Chavin Herbalist is a network of production, harvest, trade and distribution of rare medicinal plants and cacti. We are researching seed germination technologies and ways to preserve the natural diversity, in order to provide the best genetics to plant lovers. My chosen name is Huan, I am a Brazilian student of biotechnology and have been cultivating medicinal plants for over nine years. Amongst all the different plants that I have worked with, the connection with San Pedro cactus or Wachuma, has been the strongest for me. 

On various travels to Peru, I came in contact with the Andean cultures and visited the mysterious ruins of Chavin de Huantar. Chavin is a Pre-Colombian culture that flowered 1500 years B.C. and is located in northern Peru. Petroglyphs from that time display a shaman figure holding a Wachuma cactus (Pictured above). This tells us how ancient the use of this medicinal plant is. 

Before I created Chavin Herbalist, I had for years been trading seeds with plant lovers from all over the world, whom I met online in the plant forums and in medicine circles. This network has been essential in the creation of Chavin Herbalist, because I knew that there existed a big community dedicated to the cultivation of plants and all of us share the same love of growing these plants.

Trichocereus santaensis
Q. What is it like living in such an amazing place?  

I live in Brazil, its a very diverse country with a rich culture of medicinal plant use, this is a very good base for me it is also easy to make trips to other South American countries.

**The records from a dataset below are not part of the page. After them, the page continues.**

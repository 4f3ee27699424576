use super::*;

impl QuizApp {
    /// Abre el ancla de tiempo de la pregunta en curso si aún no existe.
    /// La UI la fija al mostrar una pregunta sin responder.
    pub fn anclar_tiempo(&mut self, now: f64) {
        if self.progress.question_started_at.is_none() {
            self.progress.question_started_at = Some(now);
        }
    }

    /// Cierra el ancla y descarta la selección a medio marcar.
    pub fn limpiar_ancla(&mut self) {
        self.progress.question_started_at = None;
        self.progress.seleccion = None;
    }

    /// Segundos desde que se mostró la pregunta. Sin ancla abierta se
    /// registra 0 y se deja constancia del dato degradado.
    pub fn tiempo_transcurrido(&self, now: f64) -> f64 {
        match self.progress.question_started_at {
            Some(inicio) => (now - inicio).max(0.0),
            None => {
                log::warn!("Pregunta sin ancla de tiempo: se registra 0 s");
                0.0
            }
        }
    }

    pub fn ya_respondida(&self, question_id: &str) -> bool {
        self.progress.respuesta_de(question_id).is_some()
    }
}
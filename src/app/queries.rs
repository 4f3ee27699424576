use super::*;

impl QuizApp {
    /// Clave de la caché de preguntas del caso seleccionado.
    pub fn clave_cache(&self) -> Option<String> {
        let capitulo = self.progress.current_chapter.as_deref()?;
        let subtema = self.progress.current_subtopic.as_deref()?;
        Some(format!("{capitulo}_{subtema}"))
    }

    /// Rellena la caché con las preguntas del caso actual si hace falta.
    pub fn cargar_caso_actual(&mut self) -> Result<(), DataError> {
        let (capitulo, subtema) = match (
            self.progress.current_chapter.clone(),
            self.progress.current_subtopic.clone(),
        ) {
            (Some(c), Some(s)) => (c, s),
            _ => return Ok(()), // sin caso seleccionado no hay nada que cargar
        };

        let clave = format!("{capitulo}_{subtema}");
        if self.question_cache.contains_key(&clave) {
            return Ok(());
        }
        let preguntas = data::cargar_preguntas(&self.catalog, &capitulo, &subtema)?;
        self.question_cache.insert(clave, preguntas);
        Ok(())
    }

    /// Todas las preguntas del caso seleccionado, en orden de fuente.
    pub fn preguntas_del_caso(&self) -> Option<&[Question]> {
        let clave = self.clave_cache()?;
        self.question_cache.get(&clave).map(|v| v.as_slice())
    }

    /// Preguntas del tramo actual, en orden.
    pub fn preguntas_del_tramo(&self) -> Vec<&Question> {
        let dificultad = self.progress.current_difficulty;
        self.preguntas_del_caso()
            .map(|qs| {
                qs.iter()
                    .filter(|q| q.difficulty_level == dificultad)
                    .collect()
            })
            .unwrap_or_default()
    }

    pub fn total_del_tramo(&self) -> usize {
        self.preguntas_del_tramo().len()
    }

    pub fn pregunta_actual(&self) -> Option<&Question> {
        self.preguntas_del_tramo()
            .get(self.progress.current_question_index)
            .copied()
    }

    /// Primer caso avanzado del subtema: lleva el expediente narrativo
    /// que se muestra en la pantalla de briefing.
    pub fn caso_avanzado(&self) -> Option<&Question> {
        self.preguntas_del_caso()?
            .iter()
            .find(|q| q.difficulty_level == Difficulty::Advanced)
    }
}
use crate::QuizApp;
use crate::model::Difficulty;
use crate::report::{agrupar_por_tema, resumen_de_tramo};
use crate::ui::helpers::{linea_tema, porcentaje, segundos};
use crate::ui::layout::{metric_row, profile_section, two_button_row};
use egui::{CentralPanel, Context, ScrollArea};

pub fn ui_tier_break(app: &mut QuizApp, ctx: &Context) {
    let tramo = app.progress.current_difficulty;

    CentralPanel::default().show(ctx, |ui| {
        let max_width = 620.0;
        let panel_width = (ui.available_width() * 0.97).min(max_width);

        ScrollArea::vertical().show(ui, |ui| {
            ui.vertical_centered(|ui| {
                ui.add_space(14.0);
                match tramo {
                    Difficulty::Basic => {
                        ui.heading("🕵 Punto de control de la investigación");
                        ui.label("¡Pistas básicas reunidas! Respira hondo o sigue excavando.");
                    }
                    _ => {
                        ui.heading("🎯 ¡Evidencia analizada!");
                        ui.label("Has dominado el nivel intermedio. ¿Listo para el caso final?");
                    }
                }
                ui.add_space(8.0);
                profile_section(ui);

                ui.set_width(panel_width);

                let del_tramo: Vec<_> = app
                    .progress
                    .responses
                    .iter()
                    .filter(|r| r.difficulty == tramo)
                    .cloned()
                    .collect();
                let resumen = resumen_de_tramo(&app.progress.responses, tramo);

                metric_row(
                    ui,
                    &[
                        (resumen.answered.to_string(), "🔍 Pistas revisadas"),
                        (porcentaje(resumen.accuracy), "🎯 Precisión"),
                        (segundos(resumen.avg_time), "⏱ Tiempo medio"),
                    ],
                );

                if !del_tramo.is_empty() {
                    ui.add_space(12.0);
                    ui.separator();
                    ui.add_space(6.0);

                    ui.columns(2, |columnas| {
                        columnas[0].label(egui::RichText::new("💪 Tus fortalezas").strong());
                        columnas[1].label(egui::RichText::new("🎯 Para practicar").strong());
                        for (tema, stats) in agrupar_por_tema(&del_tramo) {
                            if stats.precision() >= crate::report::UMBRAL_DOMINIO {
                                linea_tema(&mut columnas[0], &tema, stats, true);
                            } else {
                                linea_tema(&mut columnas[1], &tema, stats, false);
                            }
                        }
                    });
                }

                ui.add_space(16.0);
                let etiqueta_continuar = match tramo.siguiente() {
                    Some(siguiente) => format!("▶ Continuar: {}", siguiente.nombre()),
                    None => "▶ Ver el informe".to_string(),
                };
                let (descansar, continuar) =
                    two_button_row(ui, panel_width, "⏸ Volver al caso", &etiqueta_continuar);
                if descansar {
                    app.volver_al_caso();
                }
                if continuar {
                    app.continuar_tras_descanso();
                }

                if !app.message.is_empty() {
                    ui.add_space(8.0);
                    ui.label(&app.message);
                }
                ui.add_space(16.0);
            });
        });
    });
}
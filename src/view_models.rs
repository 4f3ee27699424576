// src/view_models.rs

use crate::model::Difficulty;

#[derive(Clone, Debug)]
pub struct SubtopicCard {
    pub chapter: String,
    pub key: String,
    pub description: String,
}

#[derive(Clone, Debug)]
pub struct TierInfo {
    pub difficulty: Difficulty,
    pub completed: bool,
    pub answered: usize,
    pub total: usize,
}

impl TierInfo {
    pub fn badge(&self) -> String {
        let icono = match self.difficulty {
            Difficulty::Basic => "🔍",
            Difficulty::Intermediate => "🔎",
            Difficulty::Advanced => "🚨",
        };
        let estado = if self.completed { "✅" } else { "🔒" };
        format!("{icono} {} {estado}", self.difficulty.nombre())
    }
}

#[derive(Clone, Debug)]
pub struct ResponseRow {
    pub index_1based: usize,
    pub topic: String,
    pub selected: String,
    pub correct_option: String,
    pub is_correct: bool,
    pub time_spent: f64,
}
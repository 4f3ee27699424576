use super::*;

impl QuizApp {
    /// Cierra el tramo en curso: marca su bandera (monótona) y decide la
    /// ruta. Básico e intermedio pasan por un descanso; el avanzado va
    /// directo al informe.
    pub fn finalizar_tramo(&mut self) {
        let tramo = self.progress.current_difficulty;
        self.progress.marcar_completado(tramo);
        self.limpiar_ancla();
        self.hint_text = None;
        self.message.clear();
        self.state = match tramo {
            Difficulty::Basic | Difficulty::Intermediate => AppState::TierBreak,
            Difficulty::Advanced => AppState::Results,
        };
    }
}
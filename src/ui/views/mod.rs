pub mod case_briefing;
pub mod home;
pub mod quiz;
pub mod results;
pub mod tier_break;
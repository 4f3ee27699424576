use super::*;

impl QuizApp {
    /// Abre un caso desde el cuartel: reinicia la sesión entera y carga
    /// las preguntas. Si la fuente falla, el usuario se queda en el
    /// cuartel con el aviso.
    pub fn seleccionar_caso(&mut self, capitulo: &str, subtema: &str) {
        self.reiniciar_sesion();
        self.progress.current_chapter = Some(capitulo.to_string());
        self.progress.current_subtopic = Some(subtema.to_string());

        match self.cargar_caso_actual() {
            Ok(()) => {
                self.state = AppState::CaseBriefing;
                self.message.clear();
            }
            Err(err) => {
                log::warn!("No se pudo abrir el caso {capitulo}/{subtema}: {err:?}");
                self.progress.current_chapter = None;
                self.progress.current_subtopic = None;
                self.state = AppState::Home;
                self.message = err.mensaje_usuario();
            }
        }
    }

    /// Arranca la investigación por el tramo básico.
    pub fn empezar_investigacion(&mut self) {
        if self.preguntas_del_caso().is_none() {
            self.message = "Error interno: no hay un caso cargado.".into();
            return;
        }
        self.progress.current_difficulty = Difficulty::Basic;
        self.progress.current_question_index = 0;
        self.limpiar_ancla();
        self.hint_text = None;
        self.state = AppState::Quiz;
        self.message.clear();
    }

    pub fn pregunta_anterior(&mut self) {
        if self.progress.current_question_index > 0 {
            self.progress.current_question_index -= 1;
            self.limpiar_ancla();
            self.hint_text = None;
            self.message.clear();
        }
    }

    /// Avanza dentro del tramo; en la última pregunta cierra el tramo y
    /// delega la ruta en el manejador de finalización.
    pub fn pregunta_siguiente(&mut self) {
        let total = self.total_del_tramo();
        if total == 0 {
            return;
        }
        if self.progress.current_question_index + 1 < total {
            self.progress.current_question_index += 1;
            self.limpiar_ancla();
            self.hint_text = None;
            self.message.clear();
        } else {
            self.finalizar_tramo();
        }
    }

    /// Sale del descanso hacia el siguiente tramo. El orden es
    /// estrictamente secuencial: sin la bandera del tramo actual no hay
    /// avance.
    pub fn continuar_tras_descanso(&mut self) {
        let actual = self.progress.current_difficulty;
        if !self.progress.completado(actual) {
            self.message = "🔒 Aún quedan preguntas por cerrar en este tramo.".into();
            return;
        }
        match actual.siguiente() {
            Some(siguiente) => {
                self.progress.current_difficulty = siguiente;
                self.progress.current_question_index = 0;
                self.limpiar_ancla();
                self.hint_text = None;
                self.state = AppState::Quiz;
                self.message.clear();
            }
            None => self.state = AppState::Results,
        }
    }

    /// Vuelve al expediente del caso sin tocar las respuestas.
    pub fn volver_al_caso(&mut self) {
        self.limpiar_ancla();
        self.hint_text = None;
        self.state = AppState::CaseBriefing;
        self.message.clear();
    }

    /// Abandona el caso: reinicio completo de la sesión y vuelta al
    /// cuartel.
    pub fn volver_al_cuartel(&mut self) {
        self.reiniciar_sesion();
        self.state = AppState::Home;
    }

    /// Desde el informe final, abre otro subtema del mismo capítulo.
    pub fn investigar_otro_caso(&mut self, subtema: &str) {
        let capitulo = match self.progress.current_chapter.clone() {
            Some(c) => c,
            None => return,
        };
        self.seleccionar_caso(&capitulo, subtema);
    }
}
mod helpers;
pub mod layout;
pub mod views;

use crate::app::QuizApp;
use crate::model::AppState;
use eframe::{App, Frame};
use egui::Context;
use layout::{bottom_panel, top_panel};

impl App for QuizApp {
    fn update(&mut self, ctx: &Context, _frame: &mut Frame) {
        // Recoger una pista en vuelo antes de pintar; mientras se espera,
        // seguimos repintando para que el poll corra.
        self.poll_pista();
        if self.hint_pending {
            ctx.request_repaint_after(std::time::Duration::from_millis(200));
        }

        // BOTÓN SUPERIOR DE ABANDONAR CASO (solo con un caso abierto)
        if matches!(
            self.state,
            AppState::CaseBriefing | AppState::Quiz | AppState::TierBreak | AppState::Results
        ) {
            top_panel(self, ctx);
        }

        // PANEL INFERIOR TEMA OSCURO O CLARO
        bottom_panel(ctx);

        // Dispatch por estado a las funciones en views
        match self.state {
            AppState::Home => views::home::ui_home(self, ctx),
            AppState::CaseBriefing => views::case_briefing::ui_case_briefing(self, ctx),
            AppState::Quiz => views::quiz::ui_quiz(self, ctx),
            AppState::TierBreak => views::tier_break::ui_tier_break(self, ctx),
            AppState::Results => views::results::ui_results(self, ctx),
        }

        if self.confirm_reset {
            self.confirm_reset(ctx);
        }
    }
}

Q. Is your stock locally sourced?

Yes, on visits to various Andean countries Chavin Herbalist teamed up with local plant cultivators from traditional communities. We work together with Mr. Aynor, a native from the village of Chavin. Aynor’s family grows corn and cacti in their fields and has been, for generations, living on their land. Aynor has become an important partner who provides the cacti fruits and seeds, which through our network are sold worldwide. In 2015 Boris and Raphi from Ecuador and Esteban from Salta in Argentina have joined our team. Another two families in the Sacred Valley, Peru are also producing seeds for us.
Trichocereus knuthianus
Q. Are your planning on sourcing your stocks from other areas in the future?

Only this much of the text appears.